European Cervical Cancer Screening Network aims to continue the long term monitoring and epidemiological evaluation of the cervical screening in several European regions. The outcomes of the project have contributed to determine the diagnostic parameters of new technologies in cervical screening in terms of sensitivity, specificity, predictive values and reproducibility.
European Network of Paediatric Hodgkin’s Lymphoma – Europe-wide Organisation of Quality Controlled Treatment aims to work for high cure rates and a significant reduction of late effects (e.g. secondary cancer) in paediatric Hodgkin's lymphoma. Due to limited experience with this rare disease in local hospitals, many EU countries have decided to join this central reference system, which falls under the broader European Networks of Reference for Rare Diseases.
EUROSUN (Quantification of Sun Exposure in Europe and of its effects on Health) aims to monitor ultraviolet exposure in the European Union and its effect on the incidence of skin cancers and cataracts. It will provide indicators on UV exposure and predict the global EU burden of UV-related diseases in coming years.

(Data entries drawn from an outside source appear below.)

use chrono::Utc;
use diesel::prelude::*;
use diesel::sql_types::{Array, Uuid as SqlUuid};
use uuid::Uuid;

use crate::db::models::card::{Card, CardChangeset, NewCard};

diesel::sql_function! {
    fn array_remove(array: Array<SqlUuid>, element: SqlUuid) -> Array<SqlUuid>;
}

pub struct CardRepo;

impl CardRepo {
    pub fn insert(
        conn: &mut PgConnection,
        new_card: &NewCard,
    ) -> Result<Card, diesel::result::Error> {
        diesel::insert_into(crate::schema::cards::table)
            .values(new_card)
            .returning(Card::as_returning())
            .get_result(conn)
    }

    pub fn find_live_by_id(
        conn: &mut PgConnection,
        card_id: Uuid,
    ) -> Result<Option<Card>, diesel::result::Error> {
        use crate::schema::cards::dsl::*;
        cards
            .filter(id.eq(card_id))
            .filter(is_destroyed.eq(false))
            .select(Card::as_select())
            .first(conn)
            .optional()
    }

    /// Attachment ids of a card, destroyed or not, row-locked until the transaction ends.
    pub fn find_attachment_ids_any(
        conn: &mut PgConnection,
        card_id: Uuid,
    ) -> Result<Option<Vec<Uuid>>, diesel::result::Error> {
        use crate::schema::cards::dsl::*;
        cards
            .filter(id.eq(card_id))
            .select(attachment_ids)
            .for_update()
            .first(conn)
            .optional()
    }

    pub fn list_by_board(
        conn: &mut PgConnection,
        target_board_id: Uuid,
    ) -> Result<Vec<Card>, diesel::result::Error> {
        use crate::schema::cards::dsl::*;
        cards
            .filter(board_id.eq(target_board_id))
            .filter(is_destroyed.eq(false))
            .order(created_at.asc())
            .select(Card::as_select())
            .load(conn)
    }

    pub fn list_by_column(
        conn: &mut PgConnection,
        target_column_id: Uuid,
    ) -> Result<Vec<Card>, diesel::result::Error> {
        use crate::schema::cards::dsl::*;
        cards
            .filter(column_id.eq(target_column_id))
            .filter(is_destroyed.eq(false))
            .order(created_at.asc())
            .select(Card::as_select())
            .load(conn)
    }

    pub fn update(
        conn: &mut PgConnection,
        card_id: Uuid,
        mut changes: CardChangeset,
    ) -> Result<Card, diesel::result::Error> {
        use crate::schema::cards::dsl::*;
        changes.updated_at = Some(Utc::now());
        diesel::update(cards.filter(id.eq(card_id)))
            .set(&changes)
            .returning(Card::as_returning())
            .get_result(conn)
    }

    pub fn soft_delete(
        conn: &mut PgConnection,
        card_id: Uuid,
    ) -> Result<usize, diesel::result::Error> {
        use crate::schema::cards::dsl::*;
        diesel::update(cards.filter(id.eq(card_id)))
            .set((is_destroyed.eq(true), updated_at.eq(Utc::now())))
            .execute(conn)
    }

    pub fn soft_delete_by_column(
        conn: &mut PgConnection,
        target_column_id: Uuid,
    ) -> Result<usize, diesel::result::Error> {
        use crate::schema::cards::dsl::*;
        diesel::update(
            cards
                .filter(column_id.eq(target_column_id))
                .filter(is_destroyed.eq(false)),
        )
        .set((is_destroyed.eq(true), updated_at.eq(Utc::now())))
        .execute(conn)
    }

    /// Drops a deleted board label from every card of that board.
    pub fn remove_label_from_board(
        conn: &mut PgConnection,
        target_board_id: Uuid,
        label_id: Uuid,
    ) -> Result<usize, diesel::result::Error> {
        use crate::schema::cards::dsl::*;
        diesel::update(
            cards
                .filter(board_id.eq(target_board_id))
                .filter(label_ids.contains(vec![label_id])),
        )
        .set((
            label_ids.eq(array_remove(label_ids, label_id)),
            updated_at.eq(Utc::now()),
        ))
        .execute(conn)
    }
}
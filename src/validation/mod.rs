pub mod upload;

use axum::{
    async_trait,
    extract::FromRequest,
    http::Request,
    Json,
};
use serde::de::DeserializeOwned;
use validator::{Validate, ValidationErrors};

use crate::{db::models::api::ErrorDetail, error::AppError};

/// 验证的 JSON 提取器
pub struct ValidatedJson<T>(pub T);

#[async_trait]
impl<T, S, B> FromRequest<S, B> for ValidatedJson<T>
where
    T: DeserializeOwned + Validate,
    S: Send + Sync,
    B: axum::body::HttpBody + Send + 'static,
    B::Data: Send,
    B::Error: Into<axum::BoxError>,
{
    type Rejection = AppError;

    async fn from_request(req: Request<B>, state: &S) -> Result<Self, Self::Rejection> {
        let Json(value) = Json::<T>::from_request(req, state)
            .await
            .map_err(|rejection| AppError::validation(format!("Invalid JSON body: {}", rejection)))?;

        value
            .validate()
            .map_err(|errors| AppError::ValidationFailed(error_details(&errors)))?;

        Ok(ValidatedJson(value))
    }
}

/// Flattens validator errors into envelope error details, nested structs included.
pub fn error_details(errors: &ValidationErrors) -> Vec<ErrorDetail> {
    let mut details = Vec::new();
    collect_details(None, errors, &mut details);
    details
}

fn collect_details(prefix: Option<&str>, errors: &ValidationErrors, out: &mut Vec<ErrorDetail>) {
    for (field, kind) in errors.errors() {
        let path = match prefix {
            Some(p) => format!("{}.{}", p, field),
            None => field.to_string(),
        };
        match kind {
            validator::ValidationErrorsKind::Field(field_errors) => {
                for error in field_errors {
                    out.push(ErrorDetail {
                        field: Some(path.clone()),
                        code: error.code.to_string(),
                        message: error
                            .message
                            .as_ref()
                            .map(|m| m.to_string())
                            .unwrap_or_else(|| format!("Validation failed for field: {}", path)),
                    });
                }
            }
            validator::ValidationErrorsKind::Struct(nested) => {
                collect_details(Some(&path), nested, out);
            }
            validator::ValidationErrorsKind::List(items) => {
                for (index, nested) in items {
                    collect_details(Some(&format!("{}[{}]", path, index)), nested, out);
                }
            }
        }
    }
}

/// 常用验证规则
pub mod rules {
    use validator::ValidationError;

    use crate::db::enums::InvitationStatus;

    fn with_message(code: &'static str, message: &'static str) -> ValidationError {
        let mut error = ValidationError::new(code);
        error.message = Some(message.into());
        error
    }

    /// At least 8 characters with at least one letter and one digit.
    pub fn validate_password_rule(password: &str) -> Result<(), ValidationError> {
        let long_enough = password.chars().count() >= 8 && password.chars().count() <= 256;
        let has_letter = password.chars().any(|c| c.is_ascii_alphabetic());
        let has_digit = password.chars().any(|c| c.is_ascii_digit());

        if !(long_enough && has_letter && has_digit) {
            return Err(with_message(
                "password_rule",
                "Password must include at least 1 letter, a number, and at least 8 characters",
            ));
        }
        Ok(())
    }

    pub fn validate_display_name(name: &str) -> Result<(), ValidationError> {
        let trimmed = name.trim();
        if trimmed.is_empty() || trimmed.chars().count() > 50 {
            return Err(with_message(
                "display_name_length",
                "Display name must be between 1 and 50 characters",
            ));
        }
        Ok(())
    }

    /// Lengths are counted on the trimmed value, which is what gets stored.
    fn trimmed_length(
        value: &str,
        min: usize,
        max: usize,
        code: &'static str,
        message: &'static str,
    ) -> Result<(), ValidationError> {
        let count = value.trim().chars().count();
        if count < min || count > max {
            return Err(with_message(code, message));
        }
        Ok(())
    }

    /// Board, column and card titles.
    pub fn validate_title(title: &str) -> Result<(), ValidationError> {
        trimmed_length(title, 3, 50, "title_length", "Title must be between 3 and 50 characters")
    }

    pub fn validate_board_description(description: &str) -> Result<(), ValidationError> {
        trimmed_length(
            description,
            3,
            256,
            "description_length",
            "Description must be between 3 and 256 characters",
        )
    }

    pub fn validate_card_description(description: &str) -> Result<(), ValidationError> {
        trimmed_length(description, 0, 5000, "description_length", "Description is too long")
    }

    pub fn validate_label_title(title: &str) -> Result<(), ValidationError> {
        trimmed_length(
            title,
            1,
            30,
            "label_title_length",
            "Label title must be between 1 and 30 characters",
        )
    }

    pub fn validate_checklist_title(title: &str) -> Result<(), ValidationError> {
        trimmed_length(
            title,
            1,
            100,
            "checklist_title_length",
            "Checklist title must be between 1 and 100 characters",
        )
    }

    pub fn validate_checklist_item_text(text: &str) -> Result<(), ValidationError> {
        trimmed_length(
            text,
            1,
            256,
            "item_text_length",
            "Item text must be between 1 and 256 characters",
        )
    }

    pub fn validate_comment(content: &str) -> Result<(), ValidationError> {
        trimmed_length(
            content,
            1,
            10000,
            "comment_length",
            "Comment must be between 1 and 10000 characters",
        )
    }

    /// Invitations are answered with `accepted` or `rejected`.
    pub fn validate_invitation_answer(status: &InvitationStatus) -> Result<(), ValidationError> {
        if *status == InvitationStatus::Pending {
            return Err(with_message(
                "invitation_answer",
                "status must be accepted or rejected",
            ));
        }
        Ok(())
    }

    /// `#RRGGBB`
    pub fn validate_hex_color(color: &str) -> Result<(), ValidationError> {
        if !color.starts_with('#')
            || color.len() != 7
            || !color.chars().skip(1).all(|c| c.is_ascii_hexdigit())
        {
            return Err(with_message("hex_color", "Color must be hex like #RRGGBB"));
        }
        Ok(())
    }

    #[cfg(test)]
    mod tests {
        use super::*;

        #[test]
        fn password_rule() {
            assert!(validate_password_rule("abcdefg1").is_ok());
            assert!(validate_password_rule("abcdefgh").is_err());
            assert!(validate_password_rule("12345678").is_err());
            assert!(validate_password_rule("a1").is_err());
        }

        #[test]
        fn hex_color() {
            assert!(validate_hex_color("#FF00aa").is_ok());
            assert!(validate_hex_color("FF00AA").is_err());
            assert!(validate_hex_color("#FF00A").is_err());
            assert!(validate_hex_color("#GG00AA").is_err());
        }

        #[test]
        fn title_is_measured_after_trimming() {
            assert!(validate_title("Roadmap").is_ok());
            assert!(validate_title("  a  ").is_err());
            assert!(validate_title("   ab   ").is_err());
            assert!(validate_title(&format!("  {}  ", "x".repeat(50))).is_ok());
            assert!(validate_title(&"x".repeat(51)).is_err());
            assert_eq!(
                validate_title(" a ").unwrap_err().code,
                "title_length"
            );
        }

        #[test]
        fn whitespace_only_text_is_rejected() {
            assert!(validate_board_description("      ").is_err());
            assert!(validate_board_description(" ok! ").is_ok());
            assert!(validate_label_title("   ").is_err());
            assert!(validate_checklist_title("\t\n").is_err());
            assert!(validate_checklist_item_text("  ").is_err());
            assert!(validate_comment("   ").is_err());
            assert!(validate_card_description("   ").is_ok());
            assert!(validate_card_description(&"x".repeat(5001)).is_err());
        }

        #[test]
        fn invitation_answer() {
            assert!(validate_invitation_answer(&InvitationStatus::Accepted).is_ok());
            assert!(validate_invitation_answer(&InvitationStatus::Rejected).is_ok());
            assert!(validate_invitation_answer(&InvitationStatus::Pending).is_err());
        }

        #[test]
        fn display_name() {
            assert!(validate_display_name("Ada").is_ok());
            assert!(validate_display_name("   ").is_err());
            assert!(validate_display_name(&"x".repeat(51)).is_err());
        }
    }
}
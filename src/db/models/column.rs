use diesel::prelude::*;
use serde::{Deserialize, Serialize};
use uuid::Uuid;
use validator::Validate;

use crate::db::models::card::Card;
use crate::validation::rules::{validate_hex_color, validate_title};

#[derive(Queryable, Selectable, Identifiable, Serialize, Clone, Debug)]
#[diesel(table_name = crate::schema::board_columns)]
#[diesel(check_for_backend(diesel::pg::Pg))]
pub struct Column {
    pub id: Uuid,
    pub board_id: Uuid,
    pub title: String,
    pub color: Option<String>,
    pub card_order_ids: Vec<Uuid>,
    #[serde(skip_serializing)]
    pub is_destroyed: bool,
    pub created_at: chrono::DateTime<chrono::Utc>,
    pub updated_at: chrono::DateTime<chrono::Utc>,
}

#[derive(Insertable)]
#[diesel(table_name = crate::schema::board_columns)]
pub struct NewColumn {
    pub board_id: Uuid,
    pub title: String,
    pub color: Option<String>,
}

#[derive(AsChangeset, Default)]
#[diesel(table_name = crate::schema::board_columns)]
pub struct ColumnChangeset {
    pub title: Option<String>,
    pub color: Option<String>,
    pub card_order_ids: Option<Vec<Uuid>>,
    pub updated_at: Option<chrono::DateTime<chrono::Utc>>,
}

#[derive(Serialize)]
pub struct ColumnWithCards {
    #[serde(flatten)]
    pub column: Column,
    pub cards: Vec<Card>,
}

#[derive(Deserialize, Validate)]
pub struct CreateColumnRequest {
    pub board_id: Uuid,

    #[validate(custom(function = "validate_title"))]
    pub title: String,

    #[validate(custom(function = "validate_hex_color"))]
    pub color: Option<String>,
}

#[derive(Deserialize, Validate, Default)]
pub struct UpdateColumnRequest {
    #[validate(custom(function = "validate_title"))]
    pub title: Option<String>,

    #[validate(custom(function = "validate_hex_color"))]
    pub color: Option<String>,

    pub card_order_ids: Option<Vec<Uuid>>,
}

#[derive(Serialize)]
pub struct DeleteColumnResult {
    pub deleted_cards: usize,
    pub failed_attachments: Vec<crate::db::models::attachment::AttachmentCleanupFailure>,
}
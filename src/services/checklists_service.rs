use diesel::prelude::*;
use uuid::Uuid;

use crate::{
    db::models::card::{
        Card, CardChangeset, Checklist, ChecklistItem, UpdateChecklistItemRequest,
    },
    db::repositories::CardRepo,
    error::{AppError, AppResult},
    services::{cards_service::CardsService, context::RequestContext},
};

pub struct ChecklistsService;

// Pure operations over a card's checklist array. Order is preserved.

pub fn add_checklist(mut lists: Vec<Checklist>, title: &str) -> Vec<Checklist> {
    lists.push(Checklist {
        id: Uuid::new_v4(),
        title: title.trim().to_string(),
        items: Vec::new(),
    });
    lists
}

fn find_list(lists: &mut [Checklist], checklist_id: Uuid) -> AppResult<&mut Checklist> {
    lists
        .iter_mut()
        .find(|c| c.id == checklist_id)
        .ok_or_else(|| AppError::not_found("Checklist"))
}

pub fn rename_checklist(
    mut lists: Vec<Checklist>,
    checklist_id: Uuid,
    title: &str,
) -> AppResult<Vec<Checklist>> {
    find_list(&mut lists, checklist_id)?.title = title.trim().to_string();
    Ok(lists)
}

pub fn remove_checklist(lists: Vec<Checklist>, checklist_id: Uuid) -> AppResult<Vec<Checklist>> {
    if !lists.iter().any(|c| c.id == checklist_id) {
        return Err(AppError::not_found("Checklist"));
    }
    Ok(lists.into_iter().filter(|c| c.id != checklist_id).collect())
}

pub fn add_item(
    mut lists: Vec<Checklist>,
    checklist_id: Uuid,
    text: &str,
) -> AppResult<Vec<Checklist>> {
    find_list(&mut lists, checklist_id)?.items.push(ChecklistItem {
        id: Uuid::new_v4(),
        text: text.trim().to_string(),
        is_checked: false,
    });
    Ok(lists)
}

pub fn update_item(
    mut lists: Vec<Checklist>,
    checklist_id: Uuid,
    item_id: Uuid,
    changes: &UpdateChecklistItemRequest,
) -> AppResult<Vec<Checklist>> {
    let item = find_list(&mut lists, checklist_id)?
        .items
        .iter_mut()
        .find(|i| i.id == item_id)
        .ok_or_else(|| AppError::not_found("Checklist item"))?;
    if let Some(text) = &changes.text {
        item.text = text.trim().to_string();
    }
    if let Some(checked) = changes.is_checked {
        item.is_checked = checked;
    }
    Ok(lists)
}

pub fn remove_item(
    mut lists: Vec<Checklist>,
    checklist_id: Uuid,
    item_id: Uuid,
) -> AppResult<Vec<Checklist>> {
    let list = find_list(&mut lists, checklist_id)?;
    let before = list.items.len();
    list.items.retain(|i| i.id != item_id);
    if list.items.len() == before {
        return Err(AppError::not_found("Checklist item"));
    }
    Ok(lists)
}

impl ChecklistsService {
    fn mutate<F>(
        conn: &mut PgConnection,
        ctx: &RequestContext,
        card_id: Uuid,
        op: F,
    ) -> AppResult<Card>
    where
        F: FnOnce(Vec<Checklist>) -> AppResult<Vec<Checklist>>,
    {
        let (card, _) = CardsService::require_member(conn, ctx.user_id, card_id)?;
        let lists = op(card.card_checklists())?;
        let value = serde_json::to_value(&lists)
            .map_err(|e| AppError::internal(format!("Failed to encode checklists: {}", e)))?;
        let card = CardRepo::update(
            conn,
            card.id,
            CardChangeset {
                checklists: Some(value),
                ..Default::default()
            },
        )?;
        tracing::debug!(card_id = %card.id, "Checklists updated");
        Ok(card)
    }

    pub fn create_checklist(
        conn: &mut PgConnection,
        ctx: &RequestContext,
        card_id: Uuid,
        title: &str,
    ) -> AppResult<Card> {
        Self::mutate(conn, ctx, card_id, |lists| Ok(add_checklist(lists, title)))
    }

    pub fn update_checklist(
        conn: &mut PgConnection,
        ctx: &RequestContext,
        card_id: Uuid,
        checklist_id: Uuid,
        title: &str,
    ) -> AppResult<Card> {
        Self::mutate(conn, ctx, card_id, |lists| {
            rename_checklist(lists, checklist_id, title)
        })
    }

    pub fn delete_checklist(
        conn: &mut PgConnection,
        ctx: &RequestContext,
        card_id: Uuid,
        checklist_id: Uuid,
    ) -> AppResult<Card> {
        Self::mutate(conn, ctx, card_id, |lists| remove_checklist(lists, checklist_id))
    }

    pub fn create_item(
        conn: &mut PgConnection,
        ctx: &RequestContext,
        card_id: Uuid,
        checklist_id: Uuid,
        text: &str,
    ) -> AppResult<Card> {
        Self::mutate(conn, ctx, card_id, |lists| add_item(lists, checklist_id, text))
    }

    pub fn update_item(
        conn: &mut PgConnection,
        ctx: &RequestContext,
        card_id: Uuid,
        checklist_id: Uuid,
        item_id: Uuid,
        changes: &UpdateChecklistItemRequest,
    ) -> AppResult<Card> {
        if changes.text.is_none() && changes.is_checked.is_none() {
            return Err(AppError::validation("Nothing to update"));
        }
        Self::mutate(conn, ctx, card_id, |lists| {
            update_item(lists, checklist_id, item_id, changes)
        })
    }

    pub fn delete_item(
        conn: &mut PgConnection,
        ctx: &RequestContext,
        card_id: Uuid,
        checklist_id: Uuid,
        item_id: Uuid,
    ) -> AppResult<Card> {
        Self::mutate(conn, ctx, card_id, |lists| {
            remove_item(lists, checklist_id, item_id)
        })
    }
}
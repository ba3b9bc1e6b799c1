pub mod auth;
pub mod logger;

pub use logger::{REQUEST_ID_HEADER, logger};
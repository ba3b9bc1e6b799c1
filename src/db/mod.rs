pub mod enums;
pub mod models;
pub mod repositories;

use diesel::PgConnection;
use diesel::r2d2::{self, ConnectionManager as DbConnectionManager};
use std::time::Duration;

use crate::config::DatabaseConfig;
use crate::error::AppResult;

pub type DbPool = r2d2::Pool<DbConnectionManager<PgConnection>>;
pub type DbConn = r2d2::PooledConnection<DbConnectionManager<PgConnection>>;

pub fn create_pool(config: &DatabaseConfig) -> AppResult<DbPool> {
    let manager = DbConnectionManager::<PgConnection>::new(&config.url);
    let pool = r2d2::Pool::builder()
        .max_size(config.max_connections)
        .min_idle(Some(config.min_connections))
        .connection_timeout(Duration::from_secs(config.connection_timeout))
        .build(manager)?;
    Ok(pool)
}
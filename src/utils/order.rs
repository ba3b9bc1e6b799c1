//! Helpers for the order-preserving id arrays (`column_order_ids`, `card_order_ids`).
//! The database does not enforce these; every mutation goes through here.

use std::collections::HashSet;
use uuid::Uuid;

/// Appends `id` unless it is already present.
pub fn push_unique(order: &[Uuid], id: Uuid) -> Vec<Uuid> {
    let mut next = order.to_vec();
    if !next.contains(&id) {
        next.push(id);
    }
    next
}

/// Removes every occurrence of `id`.
pub fn pull(order: &[Uuid], id: Uuid) -> Vec<Uuid> {
    order.iter().copied().filter(|x| *x != id).collect()
}

/// True when `proposed` holds exactly the ids of `current`, each once, in any order.
pub fn is_permutation(current: &[Uuid], proposed: &[Uuid]) -> bool {
    if current.len() != proposed.len() {
        return false;
    }
    let proposed_set: HashSet<&Uuid> = proposed.iter().collect();
    if proposed_set.len() != proposed.len() {
        return false;
    }
    current.iter().all(|id| proposed_set.contains(id))
}

/// Sorts `items` by the position of their id in `order`. Items missing from
/// the order keep their relative order and go last.
pub fn sort_by_order<T, F>(mut items: Vec<T>, order: &[Uuid], id_of: F) -> Vec<T>
where
    F: Fn(&T) -> Uuid,
{
    items.sort_by_key(|item| {
        let id = id_of(item);
        order.iter().position(|x| *x == id).unwrap_or(usize::MAX)
    });
    items
}
pub mod cloudinary;

use async_trait::async_trait;
use serde::{Deserialize, Serialize};
use std::sync::Arc;

use crate::config::MediaConfig;
use crate::error::{AppError, AppResult};

pub use cloudinary::CloudinaryStorage;

/// Provider resource class. `Auto` lets the provider decide from the content.
#[derive(Debug, Clone, Copy, PartialEq, Eq, Serialize, Deserialize)]
#[serde(rename_all = "lowercase")]
pub enum ResourceType {
    Image,
    Raw,
    Video,
    Auto,
}

impl ResourceType {
    pub fn as_str(&self) -> &'static str {
        match self {
            ResourceType::Image => "image",
            ResourceType::Raw => "raw",
            ResourceType::Video => "video",
            ResourceType::Auto => "auto",
        }
    }

    pub fn parse(value: &str) -> Self {
        match value {
            "image" => ResourceType::Image,
            "video" => ResourceType::Video,
            "auto" => ResourceType::Auto,
            _ => ResourceType::Raw,
        }
    }
}

#[derive(Debug, Clone)]
pub struct UploadRequest {
    pub folder: String,
    pub file_name: String,
    pub content_type: String,
    pub bytes: Vec<u8>,
    pub resource_type: ResourceType,
}

/// A file read from a multipart request.
#[derive(Debug, Clone)]
pub struct UploadedFile {
    pub file_name: String,
    pub content_type: String,
    pub bytes: Vec<u8>,
}

impl UploadedFile {
    pub fn into_request(self, folder: &str, resource_type: ResourceType) -> UploadRequest {
        UploadRequest {
            folder: folder.to_string(),
            file_name: self.file_name,
            content_type: self.content_type,
            bytes: self.bytes,
            resource_type,
        }
    }
}

#[derive(Debug, Clone, Serialize, Deserialize, PartialEq)]
pub struct UploadedMedia {
    pub url: String,
    pub public_id: String,
    pub bytes: i64,
    pub format: Option<String>,
    pub resource_type: String,
}

#[async_trait]
pub trait MediaStorage: Send + Sync {
    async fn upload(&self, request: UploadRequest) -> AppResult<UploadedMedia>;

    async fn destroy(&self, public_id: &str, resource_type: ResourceType) -> AppResult<()>;
}

pub type SharedMediaStorage = Arc<dyn MediaStorage>;

/// Used when no provider credentials are configured; every call fails with 502.
pub struct UnconfiguredStorage;

#[async_trait]
impl MediaStorage for UnconfiguredStorage {
    async fn upload(&self, _request: UploadRequest) -> AppResult<UploadedMedia> {
        Err(AppError::storage("Media storage is not configured"))
    }

    async fn destroy(&self, _public_id: &str, _resource_type: ResourceType) -> AppResult<()> {
        Err(AppError::storage("Media storage is not configured"))
    }
}

pub fn create_media_storage(config: &MediaConfig) -> SharedMediaStorage {
    match (&config.cloud_name, &config.api_key, &config.api_secret) {
        (Some(cloud_name), Some(api_key), Some(api_secret)) => Arc::new(CloudinaryStorage::new(
            cloud_name.clone(),
            api_key.clone(),
            api_secret.clone(),
        )),
        _ => {
            tracing::warn!("Cloudinary credentials missing; uploads are disabled");
            Arc::new(UnconfiguredStorage)
        }
    }
}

HAEMACARE (Cancer Registry-Based Project on Haematologic Malignancies) aims to revise the haematologic malignancies coding procedures used by cancer registries, ensuring strict adherence to the International Classification of Diseases for Oncology (ICD-O) codes, and by making them consistent with the various classification of diseases categories currently used by clinicians across the Union.
RARECARE (Surveillance of Rare Cancers in Europe) assesses the quality and comparability of data on rare cancers across European countries. For selected rare cancers considered a high priority, an effort will be made to improve data quality by reviewing information currently collected by cancer registries and disseminating the results, and by linking the data to other information resources via a specially designed website.
WELAS (Women in Europe Against Lung Cancer and Smoking) aims to contribute to the prevention and control of lung cancer among European women by providing a better understanding of lung cancer trends, risk factors, prognostic factors and tobacco control issues specifically for European women.
Please also see the research projects funded under the current 7th Framework Programme (2007-2013) of the Commission, and the list of past research projects on cancer selected under the 6th Framework Programme (2002-2006).
See also: the Executive Agency for Health and Consumers for further details on projects financed under the Health Programme.
Additional Cancer Links
ECHI (European Community Health Indicators) is a list of indicators for the public health field arranged according to a conceptual view on health and health determinants.
ENCR (European Network of Cancer Registries) aims to improve the quality, comparability and availability of cancer incidence data, to create a basis for monitoring cancer incidence and mortality in the EU, to provide regular information on the burden of cancer in Europe, and to promote the use of cancer registries in cancer control and health-care planning and research.
International Agency on Research on Cancer aims to coordinate and conduct research on the causes of human cancer, the mechanisms of carcinogenesis, and to develop scientific strategies for cancer prevention and control. The Agency is involved in both epidemiological and laboratory research and disseminates scientific information through publications, meetings, courses, and fellowships.